>>>>

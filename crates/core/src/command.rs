// Copyright (C) 2026 The Workbay Authors
// Use of this source code is governed by an MIT-style
// license that can be found in the LICENSE file or at
// https://opensource.org/licenses/MIT.

use serde_json::Value;
use workbay_audit::Actor;
use workbay_domain::JobStatus;

/// A request to move a job card to a new status.
#[derive(Debug, Clone, PartialEq, Eq)]
pub struct TransitionCommand {
    /// The requested status.
    pub to: JobStatus,
    /// The actor performing the transition.
    pub actor: Actor,
    /// Optional free-text reason.
    pub reason: Option<String>,
    /// Optional caller-supplied metadata.
    pub metadata: Option<Value>,
}

impl TransitionCommand {
    /// Creates a command without reason or metadata.
    #[must_use]
    pub const fn new(to: JobStatus, actor: Actor) -> Self {
        Self {
            to,
            actor,
            reason: None,
            metadata: None,
        }
    }

    #[must_use]
    pub fn with_reason(mut self, reason: impl Into<String>) -> Self {
        self.reason = Some(reason.into());
        self
    }

    #[must_use]
    pub fn with_metadata(mut self, metadata: Value) -> Self {
        self.metadata = Some(metadata);
        self
    }
}
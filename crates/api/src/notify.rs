// Copyright (C) 2026 The Workbay Authors
// Use of this source code is governed by an MIT-style
// license that can be found in the LICENSE file or at
// https://opensource.org/licenses/MIT.

//! Post-commit notifications.
//!
//! Notifications are published only after a unit of work commits and carry
//! no delivery guarantee. A failing sink is logged and otherwise ignored.

use serde::{Deserialize, Serialize};
use tracing::warn;
use workbay_domain::JobStatus;

/// A change worth telling connected clients about.
#[derive(Debug, Clone, PartialEq, Eq, Serialize, Deserialize)]
#[serde(tag = "event", rename_all = "snake_case")]
pub enum Notification {
    JobStatusChanged {
        dealer_id: i64,
        job_card_id: i64,
        job_number: String,
        from: JobStatus,
        to: JobStatus,
        actor_id: String,
    },
    PartsIssued {
        dealer_id: i64,
        job_card_id: i64,
        usage_id: i64,
        variant_id: i64,
        quantity: u32,
    },
    PartsReturned {
        dealer_id: i64,
        job_card_id: i64,
        usage_id: i64,
        returned_quantity: u32,
        fully_returned: bool,
    },
    EscalationRaised {
        dealer_id: i64,
        escalation_id: i64,
        rule_id: i64,
        entity_type: String,
        entity_id: i64,
        reason: String,
    },
}

impl Notification {
    /// The event name clients subscribe to.
    #[must_use]
    pub const fn event_name(&self) -> &'static str {
        match self {
            Self::JobStatusChanged { .. } => "job_status_changed",
            Self::PartsIssued { .. } => "parts_issued",
            Self::PartsReturned { .. } => "parts_returned",
            Self::EscalationRaised { .. } => "escalation_raised",
        }
    }

    /// The dealer the notification is scoped to.
    #[must_use]
    pub const fn dealer_id(&self) -> i64 {
        match self {
            Self::JobStatusChanged { dealer_id, .. }
            | Self::PartsIssued { dealer_id, .. }
            | Self::PartsReturned { dealer_id, .. }
            | Self::EscalationRaised { dealer_id, .. } => *dealer_id,
        }
    }
}

/// A sink refused a notification.
#[derive(Debug, Clone, PartialEq, Eq)]
pub struct NotifyError {
    pub reason: String,
}

impl std::fmt::Display for NotifyError {
    fn fmt(&self, f: &mut std::fmt::Formatter<'_>) -> std::fmt::Result {
        write!(f, "Notification not delivered: {}", self.reason)
    }
}

impl std::error::Error for NotifyError {}

/// Destination for post-commit notifications.
pub trait NotificationSink: Send + Sync {
    /// Hands a notification to the transport.
    ///
    /// # Errors
    ///
    /// Returns an error if the transport rejected it. Callers never
    /// propagate this error.
    fn publish(&self, notification: Notification) -> Result<(), NotifyError>;
}

/// Publishes a notification, logging and discarding any failure.
pub(crate) fn publish_best_effort(sink: &dyn NotificationSink, notification: Notification) {
    let event: &'static str = notification.event_name();
    let dealer_id: i64 = notification.dealer_id();
    if let Err(e) = sink.publish(notification) {
        warn!(event, dealer_id, error = %e, "Dropped notification");
    }
}
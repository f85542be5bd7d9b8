// Copyright (C) 2026 The Workbay Authors
// Use of this source code is governed by an MIT-style
// license that can be found in the LICENSE file or at
// https://opensource.org/licenses/MIT.

#![deny(
    clippy::pedantic,
    clippy::cargo,
    clippy::nursery,
    clippy::style,
    clippy::correctness,
    clippy::all,
    clippy::suspicious,
    clippy::complexity,
    clippy::perf,
    clippy::unwrap_used,
    clippy::expect_used
)]

mod error;
mod escalation;
mod job_status;
mod timestamp;
mod transition;
mod types;

#[cfg(test)]
mod tests;

pub use error::DomainError;
pub use escalation::{DEFAULT_THRESHOLD_HOURS, EscalationCondition, MAX_THRESHOLD_HOURS};
pub use job_status::JobStatus;
pub use timestamp::{format_timestamp, normalize_date, normalize_timestamp, parse_timestamp};
pub use transition::TransitionTable;

// Re-export public types
pub use types::{
    BatchStatus, CostBasisStrategy, ENTITY_TYPE_JOB_CARD, Escalation, EscalationRule,
    EscalationStatus, EscalationTrigger, InventoryBatch, JobCard, PartVariant, PartsUsage,
};
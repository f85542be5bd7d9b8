// Copyright (C) 2026 The Workbay Authors
// Use of this source code is governed by an MIT-style
// license that can be found in the LICENSE file or at
// https://opensource.org/licenses/MIT.

//! Mutations and atomic units of work.
//!
//! Every unit of work runs inside one `BEGIN IMMEDIATE` transaction: the
//! write lock is taken before the first read, so concurrent writers on the
//! same database are serialised and each sees the committed result of the
//! previous one. Any error rolls the whole unit back.

pub mod escalations;
pub mod inventory;
pub mod jobs;
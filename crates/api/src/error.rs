// Copyright (C) 2026 The Workbay Authors
// Use of this source code is governed by an MIT-style
// license that can be found in the LICENSE file or at
// https://opensource.org/licenses/MIT.

//! Error types for the API layer.

use workbay::CoreError;
use workbay_domain::{DomainError, JobStatus};
use workbay_persistence::PersistenceError;

/// Authentication and authorization errors.
#[derive(Debug, Clone, PartialEq, Eq)]
pub enum AuthError {
    /// The caller's identity is missing or malformed.
    AuthenticationFailed {
        /// The reason authentication failed.
        reason: String,
    },
    /// The caller may not perform the action.
    Forbidden {
        /// The action that was attempted.
        action: String,
        /// Why it was refused.
        reason: String,
    },
}

impl std::fmt::Display for AuthError {
    fn fmt(&self, f: &mut std::fmt::Formatter<'_>) -> std::fmt::Result {
        match self {
            Self::AuthenticationFailed { reason } => {
                write!(f, "Authentication failed: {reason}")
            }
            Self::Forbidden { action, reason } => {
                write!(f, "Forbidden: '{action}': {reason}")
            }
        }
    }
}

impl std::error::Error for AuthError {}

/// API-level errors.
///
/// These are distinct from domain/core errors and represent the API contract.
#[derive(Debug, Clone, PartialEq, Eq)]
pub enum ApiError {
    /// No valid caller identity.
    Unauthorized {
        /// The reason authentication failed.
        reason: String,
    },
    /// The caller may not act on the target record.
    Forbidden {
        /// The action that was attempted.
        action: String,
        /// Why it was refused.
        reason: String,
    },
    /// A referenced record does not exist.
    NotFound {
        /// Description of the missing record.
        resource: String,
    },
    /// The requested status change is not in the transition table.
    InvalidTransition {
        /// The job's current status.
        from: JobStatus,
        /// The requested status.
        to: JobStatus,
        /// The legal successors of `from`.
        allowed: Vec<JobStatus>,
    },
    /// Not enough stock to satisfy an issue.
    InsufficientStock {
        /// The variant being issued.
        variant_id: i64,
        /// The quantity requested.
        requested: u32,
        /// The quantity in stock.
        available: u32,
    },
    /// The request failed validation.
    InvalidRequest {
        /// The offending field.
        field: String,
        /// A human-readable description of the error.
        message: String,
    },
    /// An infrastructure failure. The unit of work was rolled back.
    Internal {
        /// A description of the internal error.
        message: String,
    },
}

impl std::fmt::Display for ApiError {
    fn fmt(&self, f: &mut std::fmt::Formatter<'_>) -> std::fmt::Result {
        match self {
            Self::Unauthorized { reason } => write!(f, "Unauthorized: {reason}"),
            Self::Forbidden { action, reason } => write!(f, "Forbidden: '{action}': {reason}"),
            Self::NotFound { resource } => write!(f, "Not found: {resource}"),
            Self::InvalidTransition { from, to, allowed } => {
                let allowed: Vec<&str> = allowed.iter().map(JobStatus::as_str).collect();
                write!(
                    f,
                    "Cannot transition job from '{from}' to '{to}'. Allowed: {}",
                    if allowed.is_empty() {
                        String::from("none")
                    } else {
                        allowed.join(", ")
                    }
                )
            }
            Self::InsufficientStock {
                variant_id,
                requested,
                available,
            } => write!(
                f,
                "Insufficient stock for variant {variant_id}: requested {requested}, available {available}"
            ),
            Self::InvalidRequest { field, message } => {
                write!(f, "Invalid input for field '{field}': {message}")
            }
            Self::Internal { message } => write!(f, "Internal error: {message}"),
        }
    }
}

impl std::error::Error for ApiError {}

impl From<AuthError> for ApiError {
    fn from(err: AuthError) -> Self {
        match err {
            AuthError::AuthenticationFailed { reason } => Self::Unauthorized { reason },
            AuthError::Forbidden { action, reason } => Self::Forbidden { action, reason },
        }
    }
}

fn invalid(field: &str, err: &DomainError) -> ApiError {
    ApiError::InvalidRequest {
        field: field.to_string(),
        message: err.to_string(),
    }
}

/// Translates a domain error into an API error.
///
/// This translation is explicit and ensures domain errors are not leaked directly.
#[must_use]
pub fn translate_domain_error(err: DomainError) -> ApiError {
    match err {
        DomainError::InvalidTransition { from, to, allowed } => {
            ApiError::InvalidTransition { from, to, allowed }
        }
        DomainError::InsufficientStock {
            variant_id,
            requested,
            available,
        } => ApiError::InsufficientStock {
            variant_id,
            requested,
            available,
        },
        DomainError::DealerMismatch { .. } => ApiError::Forbidden {
            action: String::from("issue_parts"),
            reason: err.to_string(),
        },
        DomainError::InvalidJobStatus { .. } => invalid("to_status", &err),
        DomainError::InvalidQuantity { .. }
        | DomainError::OverReturn { .. }
        | DomainError::PriceOverflow { .. }
        | DomainError::StockOverflow { .. } => invalid("quantity", &err),
        DomainError::InvalidCostBasisStrategy(_) => invalid("strategy", &err),
        DomainError::InvalidBatchStatus(_)
        | DomainError::InvalidEscalationStatus(_)
        | DomainError::InvalidEscalationTransition { .. } => invalid("status", &err),
        DomainError::InvalidEscalationCondition { .. } => invalid("condition_json", &err),
        DomainError::InvalidJobEventType(_) | DomainError::ReservedJobEventType(_) => {
            invalid("event_type", &err)
        }
        DomainError::InvalidTimestamp { .. } => ApiError::Internal {
            message: err.to_string(),
        },
    }
}

/// Translates a core error into an API error.
#[must_use]
pub fn translate_core_error(err: CoreError) -> ApiError {
    match err {
        CoreError::DomainViolation(domain_err) => translate_domain_error(domain_err),
    }
}

/// Translates a persistence error into an API error.
///
/// Rule violations detected inside a unit of work keep their meaning.
/// Everything else is an internal failure.
#[must_use]
pub fn translate_persistence_error(err: PersistenceError) -> ApiError {
    match err {
        PersistenceError::NotFound(resource) => ApiError::NotFound { resource },
        PersistenceError::Rejected(core_err) => translate_core_error(core_err),
        other => ApiError::Internal {
            message: other.to_string(),
        },
    }
}
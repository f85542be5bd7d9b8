// Copyright (C) 2026 The Workbay Authors
// Use of this source code is governed by an MIT-style
// license that can be found in the LICENSE file or at
// https://opensource.org/licenses/MIT.

use crate::error::DomainError;
use crate::job_status::JobStatus;
use serde::{Deserialize, Serialize};
use std::str::FromStr;

/// Entity type recorded on escalations raised against job cards.
pub const ENTITY_TYPE_JOB_CARD: &str = "job_card";

/// A vehicle in service, scoped to a dealer.
#[derive(Debug, Clone, PartialEq, Eq, Serialize, Deserialize)]
pub struct JobCard {
    pub job_card_id: i64,
    pub dealer_id: i64,
    pub job_number: String,
    pub status: JobStatus,
    pub technician_id: Option<i64>,
    pub created_at: String,
    pub service_started_at: Option<String>,
    pub service_ended_at: Option<String>,
    pub updated_at: String,
}

/// A stockable variant of a part with its aggregate stock counter.
#[derive(Debug, Clone, PartialEq, Eq, Serialize, Deserialize)]
pub struct PartVariant {
    pub variant_id: i64,
    pub dealer_id: i64,
    pub part_id: i64,
    pub sku: String,
    pub stock_quantity: u32,
    /// Current reference price in minor currency units.
    pub price_cents: i64,
}

/// Parts consumed by a job.
///
/// `unit_price_cents` is copied from the variant at issue time and is never
/// re-read from the variant afterwards.
#[derive(Debug, Clone, PartialEq, Eq, Serialize, Deserialize)]
pub struct PartsUsage {
    pub usage_id: i64,
    pub job_card_id: i64,
    pub variant_id: i64,
    pub quantity: u32,
    pub unit_price_cents: i64,
    pub total_price_cents: i64,
    pub issued_by: String,
    pub issued_at: String,
}

/// Lifecycle of a received inventory batch.
#[derive(Debug, Clone, Copy, PartialEq, Eq, Serialize, Deserialize)]
#[serde(rename_all = "snake_case")]
pub enum BatchStatus {
    Active,
    Depleted,
    Quarantined,
}

impl BatchStatus {
    /// Returns the string representation used in storage.
    #[must_use]
    pub const fn as_str(&self) -> &'static str {
        match self {
            Self::Active => "active",
            Self::Depleted => "depleted",
            Self::Quarantined => "quarantined",
        }
    }
}

impl FromStr for BatchStatus {
    type Err = DomainError;

    fn from_str(s: &str) -> Result<Self, Self::Err> {
        match s {
            "active" => Ok(Self::Active),
            "depleted" => Ok(Self::Depleted),
            "quarantined" => Ok(Self::Quarantined),
            _ => Err(DomainError::InvalidBatchStatus(s.to_string())),
        }
    }
}

/// A received lot of stock, used for cost-basis valuation only.
///
/// Batches are independent of [`PartVariant::stock_quantity`].
#[derive(Debug, Clone, PartialEq, Eq, Serialize, Deserialize)]
pub struct InventoryBatch {
    pub batch_id: i64,
    pub dealer_id: i64,
    pub product_id: i64,
    pub batch_number: String,
    /// Receipt date, `YYYY-MM-DD`.
    pub received_date: String,
    pub initial_quantity: u32,
    pub current_quantity: u32,
    pub unit_cost_cents: i64,
    pub status: BatchStatus,
}

/// Ordering strategy for cost-basis batch selection.
#[derive(Debug, Clone, Copy, PartialEq, Eq, Serialize, Deserialize)]
pub enum CostBasisStrategy {
    /// Oldest receipt first.
    #[serde(rename = "FIFO")]
    Fifo,
    /// Newest receipt first.
    #[serde(rename = "LIFO")]
    Lifo,
}

impl CostBasisStrategy {
    #[must_use]
    pub const fn as_str(&self) -> &'static str {
        match self {
            Self::Fifo => "FIFO",
            Self::Lifo => "LIFO",
        }
    }

    /// True when batches should be ordered oldest first.
    #[must_use]
    pub const fn oldest_first(&self) -> bool {
        matches!(self, Self::Fifo)
    }
}

impl FromStr for CostBasisStrategy {
    type Err = DomainError;

    fn from_str(s: &str) -> Result<Self, Self::Err> {
        match s.to_ascii_uppercase().as_str() {
            "FIFO" => Ok(Self::Fifo),
            "LIFO" => Ok(Self::Lifo),
            _ => Err(DomainError::InvalidCostBasisStrategy(s.to_string())),
        }
    }
}

/// What causes an escalation rule to fire.
#[derive(Debug, Clone, PartialEq, Eq, Serialize, Deserialize)]
pub enum EscalationTrigger {
    /// A job has stayed in progress past a threshold.
    TimeBreach,
    /// Any trigger authored elsewhere that this core does not evaluate.
    Other(String),
}

impl EscalationTrigger {
    #[must_use]
    pub fn as_str(&self) -> &str {
        match self {
            Self::TimeBreach => "time_breach",
            Self::Other(name) => name,
        }
    }
}

impl From<&str> for EscalationTrigger {
    fn from(s: &str) -> Self {
        match s {
            "time_breach" => Self::TimeBreach,
            other => Self::Other(other.to_string()),
        }
    }
}

/// An externally authored SLA rule.
#[derive(Debug, Clone, PartialEq, Eq, Serialize, Deserialize)]
pub struct EscalationRule {
    pub rule_id: i64,
    pub dealer_id: i64,
    pub name: String,
    pub trigger: EscalationTrigger,
    /// Raw JSON condition payload, e.g. `{"threshold_hours": 4}`.
    pub condition_json: String,
    pub action: String,
    pub is_active: bool,
}

/// Resolution state of an escalation.
#[derive(Debug, Clone, Copy, PartialEq, Eq, Serialize, Deserialize)]
#[serde(rename_all = "snake_case")]
pub enum EscalationStatus {
    Active,
    Acknowledged,
    Resolved,
}

impl EscalationStatus {
    #[must_use]
    pub const fn as_str(&self) -> &'static str {
        match self {
            Self::Active => "active",
            Self::Acknowledged => "acknowledged",
            Self::Resolved => "resolved",
        }
    }

    /// Validates a change of escalation status.
    ///
    /// Allowed: active → acknowledged, active → resolved,
    /// acknowledged → resolved.
    ///
    /// # Errors
    ///
    /// Returns `DomainError::InvalidEscalationTransition` otherwise.
    pub const fn validate_transition(&self, to: Self) -> Result<(), DomainError> {
        match (self, to) {
            (Self::Active, Self::Acknowledged | Self::Resolved)
            | (Self::Acknowledged, Self::Resolved) => Ok(()),
            _ => Err(DomainError::InvalidEscalationTransition { from: *self, to }),
        }
    }
}

impl FromStr for EscalationStatus {
    type Err = DomainError;

    fn from_str(s: &str) -> Result<Self, Self::Err> {
        match s {
            "active" => Ok(Self::Active),
            "acknowledged" => Ok(Self::Acknowledged),
            "resolved" => Ok(Self::Resolved),
            _ => Err(DomainError::InvalidEscalationStatus(s.to_string())),
        }
    }
}

/// A raised escalation.
#[derive(Debug, Clone, PartialEq, Eq, Serialize, Deserialize)]
pub struct Escalation {
    pub escalation_id: i64,
    pub dealer_id: i64,
    pub rule_id: i64,
    pub entity_type: String,
    pub entity_id: i64,
    pub level: u8,
    pub reason: String,
    pub status: EscalationStatus,
    pub created_at: String,
    pub resolved_at: Option<String>,
}
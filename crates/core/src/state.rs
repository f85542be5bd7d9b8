// Copyright (C) 2026 The Workbay Authors
// Use of this source code is governed by an MIT-style
// license that can be found in the LICENSE file or at
// https://opensource.org/licenses/MIT.

use workbay_audit::{Actor, JobEvent, StatusChange};
use workbay_domain::{EscalationStatus, JobCard, PartsUsage};

/// The result of a successful job status transition.
///
/// Transitions are atomic: the caller must commit the new job, the history
/// entry and the event together or not at all.
#[derive(Debug, Clone, PartialEq, Eq)]
pub struct TransitionResult {
    /// The job card after the transition.
    pub new_job: JobCard,
    /// The status history entry recording this transition.
    pub status_change: StatusChange,
    /// The job event recording this transition.
    pub event: JobEvent,
}

/// A validated parts issue, ready to be committed.
#[derive(Debug, Clone, PartialEq, Eq)]
pub struct IssuePlan {
    pub job_card_id: i64,
    pub variant_id: i64,
    pub sku: String,
    pub quantity: u32,
    /// Variant price at the moment of issue.
    pub unit_price_cents: i64,
    pub total_price_cents: i64,
    /// Variant stock after the decrement.
    pub remaining_stock: u32,
    pub actor: Actor,
    pub issued_at: String,
}

impl IssuePlan {
    /// Builds the committed usage record once storage has assigned its id.
    #[must_use]
    pub fn to_usage(&self, usage_id: i64) -> PartsUsage {
        PartsUsage {
            usage_id,
            job_card_id: self.job_card_id,
            variant_id: self.variant_id,
            quantity: self.quantity,
            unit_price_cents: self.unit_price_cents,
            total_price_cents: self.total_price_cents,
            issued_by: self.actor.id.clone(),
            issued_at: self.issued_at.clone(),
        }
    }

    /// The job event for the committed usage record.
    #[must_use]
    pub fn event(&self, usage: &PartsUsage) -> JobEvent {
        JobEvent::parts_issued(usage, &self.sku, self.actor.clone())
    }
}

/// What happens to a usage record when parts are returned.
#[derive(Debug, Clone, Copy, PartialEq, Eq)]
pub enum ReturnOutcome {
    /// Every unit came back; the usage record is deleted.
    Full,
    /// Some units remain on the job.
    Partial {
        new_quantity: u32,
        new_total_price_cents: i64,
    },
}

/// A validated parts return, ready to be committed.
#[derive(Debug, Clone, PartialEq, Eq)]
pub struct ReturnPlan {
    pub usage_id: i64,
    pub job_card_id: i64,
    pub variant_id: i64,
    pub returned_quantity: u32,
    pub outcome: ReturnOutcome,
    pub event: JobEvent,
}

impl ReturnPlan {
    /// Units still held by the job after the return.
    #[must_use]
    pub const fn remaining_quantity(&self) -> u32 {
        match self.outcome {
            ReturnOutcome::Full => 0,
            ReturnOutcome::Partial { new_quantity, .. } => new_quantity,
        }
    }

    #[must_use]
    pub const fn fully_returned(&self) -> bool {
        matches!(self.outcome, ReturnOutcome::Full)
    }
}

/// An escalation to be inserted by the scan.
#[derive(Debug, Clone, PartialEq, Eq)]
pub struct NewEscalation {
    pub dealer_id: i64,
    pub rule_id: i64,
    pub entity_type: &'static str,
    pub entity_id: i64,
    pub level: u8,
    pub reason: String,
    pub status: EscalationStatus,
    pub created_at: String,
}
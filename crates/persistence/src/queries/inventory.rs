// Copyright (C) 2026 The Workbay Authors
// Use of this source code is governed by an MIT-style
// license that can be found in the LICENSE file or at
// https://opensource.org/licenses/MIT.

//! Part variant, usage and batch queries.

use diesel::SqliteConnection;
use diesel::prelude::*;
use workbay_domain::{BatchStatus, CostBasisStrategy, InventoryBatch, PartVariant, PartsUsage};

use crate::data_models::{InventoryBatchRow, PartVariantRow, PartsUsageRow};
use crate::diesel_schema::{inventory_batches, part_variants, parts_usage};
use crate::error::PersistenceError;

/// Retrieves a part variant by ID.
///
/// # Errors
///
/// Returns `PersistenceError::NotFound` if the variant does not exist.
pub fn get_part_variant(
    conn: &mut SqliteConnection,
    variant_id: i64,
) -> Result<PartVariant, PersistenceError> {
    let row: Option<PartVariantRow> = part_variants::table
        .filter(part_variants::variant_id.eq(variant_id))
        .select(PartVariantRow::as_select())
        .first(conn)
        .optional()
        .map_err(|e| PersistenceError::QueryFailed(format!("get_part_variant: {e}")))?;

    row.ok_or_else(|| PersistenceError::NotFound(format!("part variant {variant_id}")))?
        .try_into()
}

/// Retrieves a parts usage record by ID.
///
/// # Errors
///
/// Returns `PersistenceError::NotFound` if the record does not exist.
pub fn get_parts_usage(
    conn: &mut SqliteConnection,
    usage_id: i64,
) -> Result<PartsUsage, PersistenceError> {
    let row: Option<PartsUsageRow> = parts_usage::table
        .filter(parts_usage::usage_id.eq(usage_id))
        .select(PartsUsageRow::as_select())
        .first(conn)
        .optional()
        .map_err(|e| PersistenceError::QueryFailed(format!("get_parts_usage: {e}")))?;

    row.ok_or_else(|| PersistenceError::NotFound(format!("parts usage {usage_id}")))?
        .try_into()
}

/// Lists the usage records held by a job, in issue order.
///
/// # Errors
///
/// Returns an error if the query fails or a row cannot be reconstructed.
pub fn list_parts_usage_for_job(
    conn: &mut SqliteConnection,
    job_card_id: i64,
) -> Result<Vec<PartsUsage>, PersistenceError> {
    let rows: Vec<PartsUsageRow> = parts_usage::table
        .filter(parts_usage::job_card_id.eq(job_card_id))
        .order(parts_usage::usage_id.asc())
        .select(PartsUsageRow::as_select())
        .load(conn)
        .map_err(|e| PersistenceError::QueryFailed(format!("list_parts_usage_for_job: {e}")))?;

    rows.into_iter().map(PartsUsage::try_from).collect()
}

/// Lists the batches eligible for cost-basis consumption.
///
/// Only active batches with remaining quantity are returned, ordered by
/// receipt date (oldest first for FIFO, newest first for LIFO) with
/// `batch_id` breaking ties in the same direction.
///
/// # Arguments
///
/// * `conn` - The database connection
/// * `dealer_id` - The dealer scope
/// * `product_id` - The product whose batches are listed
/// * `strategy` - FIFO or LIFO
///
/// # Errors
///
/// Returns an error if the query fails or a row cannot be reconstructed.
pub fn list_cost_basis_batches(
    conn: &mut SqliteConnection,
    dealer_id: i64,
    product_id: i64,
    strategy: CostBasisStrategy,
) -> Result<Vec<InventoryBatch>, PersistenceError> {
    let query = inventory_batches::table
        .filter(inventory_batches::dealer_id.eq(dealer_id))
        .filter(inventory_batches::product_id.eq(product_id))
        .filter(inventory_batches::status.eq(BatchStatus::Active.as_str()))
        .filter(inventory_batches::current_quantity.gt(0))
        .select(InventoryBatchRow::as_select())
        .into_boxed();

    let query = if strategy.oldest_first() {
        query.order((
            inventory_batches::received_date.asc(),
            inventory_batches::batch_id.asc(),
        ))
    } else {
        query.order((
            inventory_batches::received_date.desc(),
            inventory_batches::batch_id.desc(),
        ))
    };

    let rows: Vec<InventoryBatchRow> = query
        .load(conn)
        .map_err(|e| PersistenceError::QueryFailed(format!("list_cost_basis_batches: {e}")))?;

    rows.into_iter().map(InventoryBatch::try_from).collect()
}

<<<<

● **PROBLEM REQUIREMENTS**: Pull every line containing "QueryFailed" out of the material and copy it.

● **EXERCISE RESPONSE**:
        .map_err(|e| PersistenceError::QueryFailed(format!("get_part_variant: {e}")))?;
        .map_err(|e| PersistenceError::QueryFailed(format!("get_parts_usage: {e}")))?;
        .map_err(|e| PersistenceError::QueryFailed(format!("list_parts_usage_for_job: {e}")))?;
        .map_err(|e| PersistenceError::QueryFailed(format!("list_cost_basis_batches: {e}")))?;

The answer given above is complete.